Data from the U.S. Department of Labor shows that the number of women in the labor force is not expected to significantly increase from 2016 to 2024. While countless women are currently fledging widely successful career paths, our society has hit a ceiling. Unless we make it not just possible but acceptable for men to infiltrate the domestic realm, feminism will falter.
Thankfully, studies show that this change is possible. The Pew Research Center has demonstrated that the majority of Americans acknowledge the necessity for continued advancement of gender equality. The first step to change is identifying areas of weakness. Some of the most prominent obstacles to gender equality that Americans point to include sexual harassment, different societal expectations and a dearth of women in positions of power.

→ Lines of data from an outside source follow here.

//! Unit tests for the HTTP client and its wire payloads.

use std::net::{IpAddr, Ipv4Addr};

use rstest::rstest;
use serde_json::json;
use tokio::io::{AsyncReadExt, AsyncWriteExt};
use tokio::net::TcpListener;
use tokio::task::JoinHandle;

use super::protocol::{InterfaceAttachBody, InterfaceEnvelope, ServerEnvelope, error_message};
use super::*;

fn config(compute: &str) -> CloudConfig {
    CloudConfig {
        auth_token: String::from("tok-123"),
        compute_endpoint: compute.to_owned(),
        image_endpoint: None,
        network_endpoint: None,
        volume_endpoint: None,
        image_id: None,
        image_name: None,
        flavor_id: None,
        flavor_name: None,
        poll_interval_secs: 3,
        poll_min_delay_secs: 10,
        build_retry_attempts: 3,
    }
}

fn header_end(buffer: &[u8]) -> Option<usize> {
    buffer
        .windows(4)
        .position(|window| window == b"\r\n\r\n")
        .map(|position| position + 4)
}

fn content_length(head: &str) -> usize {
    head.lines()
        .filter_map(|line| line.split_once(':'))
        .find(|(name, _)| name.eq_ignore_ascii_case("content-length"))
        .and_then(|(_, value)| value.trim().parse().ok())
        .unwrap_or(0)
}

/// Serves one canned response and returns the raw request it received.
async fn serve_once(status: &'static str, body: String) -> (String, JoinHandle<String>) {
    let listener = TcpListener::bind("127.0.0.1:0")
        .await
        .unwrap_or_else(|err| panic!("bind listener: {err}"));
    let address = listener
        .local_addr()
        .unwrap_or_else(|err| panic!("listener address: {err}"));
    let handle = tokio::spawn(async move {
        let (mut stream, _) = listener
            .accept()
            .await
            .unwrap_or_else(|err| panic!("accept: {err}"));
        let mut received = Vec::new();
        let mut chunk = [0_u8; 4096];
        loop {
            let read = stream
                .read(&mut chunk)
                .await
                .unwrap_or_else(|err| panic!("read request: {err}"));
            received.extend(chunk.iter().take(read));
            if let Some(end) = header_end(&received) {
                let head = String::from_utf8_lossy(received.get(..end).unwrap_or_default());
                if received.len() >= end + content_length(&head) || read == 0 {
                    break;
                }
            }
            if read == 0 {
                break;
            }
        }
        let response = format!(
            "HTTP/1.1 {status}\r\ncontent-type: application/json\r\ncontent-length: {}\r\nconnection: close\r\n\r\n{body}",
            body.len()
        );
        stream
            .write_all(response.as_bytes())
            .await
            .unwrap_or_else(|err| panic!("write response: {err}"));
        String::from_utf8_lossy(&received).into_owned()
    });
    (format!("http://{address}/v2.1/project-1"), handle)
}

#[rstest]
#[case::missing(404, "NotFound")]
#[case::conflict(409, "Conflict")]
#[case::throttled(429, "Unavailable")]
#[case::server_error(503, "Unavailable")]
#[case::bad_request(400, "Rejected")]
#[case::forbidden(403, "Rejected")]
fn statuses_are_classified(#[case] status: u16, #[case] expected: &str) {
    let error = classify_status(status, "", Target::new("server", "srv-1"));
    let label = match error {
        ApiError::NotFound { .. } => "NotFound",
        ApiError::Conflict { .. } => "Conflict",
        ApiError::Unavailable { .. } => "Unavailable",
        ApiError::Rejected { .. } => "Rejected",
        ApiError::Transport { .. } | ApiError::Decode { .. } => "other",
    };
    assert_eq!(label, expected);
}

#[test]
fn fault_message_is_unwrapped() {
    let body = r#"{"conflictingRequest": {"message": "Instance is locked", "code": 409}}"#;
    assert_eq!(error_message(body), "Instance is locked");
    assert_eq!(error_message("  upstream timeout \n"), "upstream timeout");
}

#[test]
fn volume_backed_server_has_no_image() {
    let envelope: ServerEnvelope = serde_json::from_value(json!({
        "server": {
            "id": "srv-1",
            "name": "web-1",
            "status": "ACTIVE",
            "OS-EXT-AZ:availability_zone": "nova",
            "image": "",
            "flavor": { "id": "flv-1" },
            "accessIPv4": "",
            "accessIPv6": "",
            "metadata": { "role": "web" },
            "security_groups": [{ "name": "default" }, { "name": "default" }],
            "addresses": {
                "private": [
                    { "addr": "10.0.0.5", "version": 4, "OS-EXT-IPS-MAC:mac_addr": "fa:16:3e:00:00:05" }
                ]
            }
        }
    }))
    .unwrap_or_else(|err| panic!("server should decode: {err}"));

    let record = ServerRecord::from(envelope.server);

    assert_eq!(record.image_id, None);
    assert_eq!(record.flavor_id.as_deref(), Some("flv-1"));
    assert_eq!(record.access_ip_v4, None);
    assert_eq!(record.security_groups, vec![String::from("default")]);
    assert!(matches!(
        record.addresses.as_slice(),
        [address] if address.network_name == "private"
            && address.addr == IpAddr::V4(Ipv4Addr::new(10, 0, 0, 5))
    ));
}

#[test]
fn interface_payload_maps_to_record() {
    let envelope: InterfaceEnvelope = serde_json::from_value(json!({
        "interfaceAttachment": {
            "port_id": "port-1",
            "net_id": "net-1",
            "mac_addr": "fa:16:3e:00:00:09",
            "port_state": "ACTIVE",
            "fixed_ips": [{ "ip_address": "10.0.0.9", "subnet_id": "sub-1" }]
        }
    }))
    .unwrap_or_else(|err| panic!("interface should decode: {err}"));

    let record = InterfaceRecord::from(envelope.interface);

    assert_eq!(record.network_id, "net-1");
    assert_eq!(record.fixed_ips, vec![IpAddr::V4(Ipv4Addr::new(10, 0, 0, 9))]);
}

#[test]
fn volume_tracking_follows_volume_endpoint() {
    let without = NovaClient::new(&config("https://compute.example/v2.1"));
    let with = NovaClient::new(&CloudConfig {
        volume_endpoint: Some(String::from("https://volume.example/v3/project-1")),
        ..config("https://compute.example/v2.1")
    });

    assert!(!without.tracks_volumes());
    assert!(with.tracks_volumes());
}

#[test]
fn attach_body_names_only_the_port() {
    let request = InterfaceRequest {
        port_id: String::from("port-1"),
    };

    let body = serde_json::to_value(InterfaceAttachBody {
        interface: &request,
    })
    .unwrap_or_else(|err| panic!("body should encode: {err}"));

    assert_eq!(body, json!({ "interfaceAttachment": { "port_id": "port-1" } }));
}

#[test]
fn path_segments_are_escaped() {
    let url = endpoint_url("https://compute.example/v2.1/", &["servers", "srv-1", "metadata", "a/b"])
        .unwrap_or_else(|err| panic!("url should build: {err}"));

    assert_eq!(
        url.as_str(),
        "https://compute.example/v2.1/servers/srv-1/metadata/a%2Fb"
    );
}

#[test]
fn debug_output_omits_token() {
    let client = NovaClient::new(&config("https://compute.example/v2.1"));
    assert!(!format!("{client:?}").contains("tok-123"));
}

#[tokio::test]
async fn lookups_without_endpoint_fail_before_sending() {
    let client = NovaClient::new(&config("https://compute.example/v2.1"));

    let error = client
        .network_ids_by_name("private")
        .await
        .expect_err("lookup should fail without an endpoint");

    assert!(error.to_string().contains("OS_NETWORK_ENDPOINT"), "{error}");
}

#[tokio::test]
async fn tag_replacement_sends_token_and_microversion() {
    let (endpoint, server) = serve_once("200 OK", json!({ "tags": ["a", "b"] }).to_string()).await;
    let client = NovaClient::new(&config(&endpoint));
    let tags = BTreeSet::from([String::from("a"), String::from("b")]);

    let replaced = client
        .replace_tags("srv-1", &tags, Microversion::TAGS)
        .await
        .unwrap_or_else(|err| panic!("replace should succeed: {err}"));
    let request = server
        .await
        .unwrap_or_else(|err| panic!("server task: {err}"))
        .to_ascii_lowercase();

    assert_eq!(replaced, tags);
    assert!(request.starts_with("put /v2.1/project-1/servers/srv-1/tags "), "{request}");
    assert!(request.contains("x-auth-token: tok-123"), "{request}");
    assert!(request.contains("x-openstack-nova-api-version: 2.26"), "{request}");
    assert!(request.contains("x-openstack-request-id: req-"), "{request}");
}

#[tokio::test]
async fn missing_server_maps_to_not_found() {
    let body = json!({ "itemNotFound": { "message": "Instance could not be found", "code": 404 } });
    let (endpoint, server) = serve_once("404 Not Found", body.to_string()).await;
    let client = NovaClient::new(&config(&endpoint));

    let error = client
        .get_server("srv-9")
        .await
        .expect_err("missing server should fail");
    let request = server
        .await
        .unwrap_or_else(|err| panic!("server task: {err}"))
        .to_ascii_lowercase();

    assert_eq!(error, ApiError::not_found("server", "srv-9"));
    assert!(
        !request.contains("x-openstack-nova-api-version"),
        "plain reads carry no microversion: {request}"
    );
}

Increasing the number of women in positions of power will have a ripple effect on our society. By placing strong women like Vice President-elect Kamala Harris in high government offices, we can change the archetype of working women in America. This is not to say that every young girl will grow up to preside over the Senate, but rather that it would be normalized for men to occupy more “domestic” roles. As a result, women can break through the ceiling that is currently stifling societal progress.
At Tufts, there are many organizations dedicated to gender equality. The Women’s Center, for example, sheds light on gender inequality and provides resources to empower women. By providing students with the space and educational platform for holistic, intersectional feminism, this center acts as the base for a generation of students who will enter society ready to create long-lasting change.
It is up to every one of us to educate ourselves and others and to normalize men immersing themselves in the domestic world. We must build on the significant strides that the women of our generation have already taken toward a fourth wave of feminism, such as through movements like #MeToo, in order to create a world where gender does not determine opportunity. It is time for a new wave.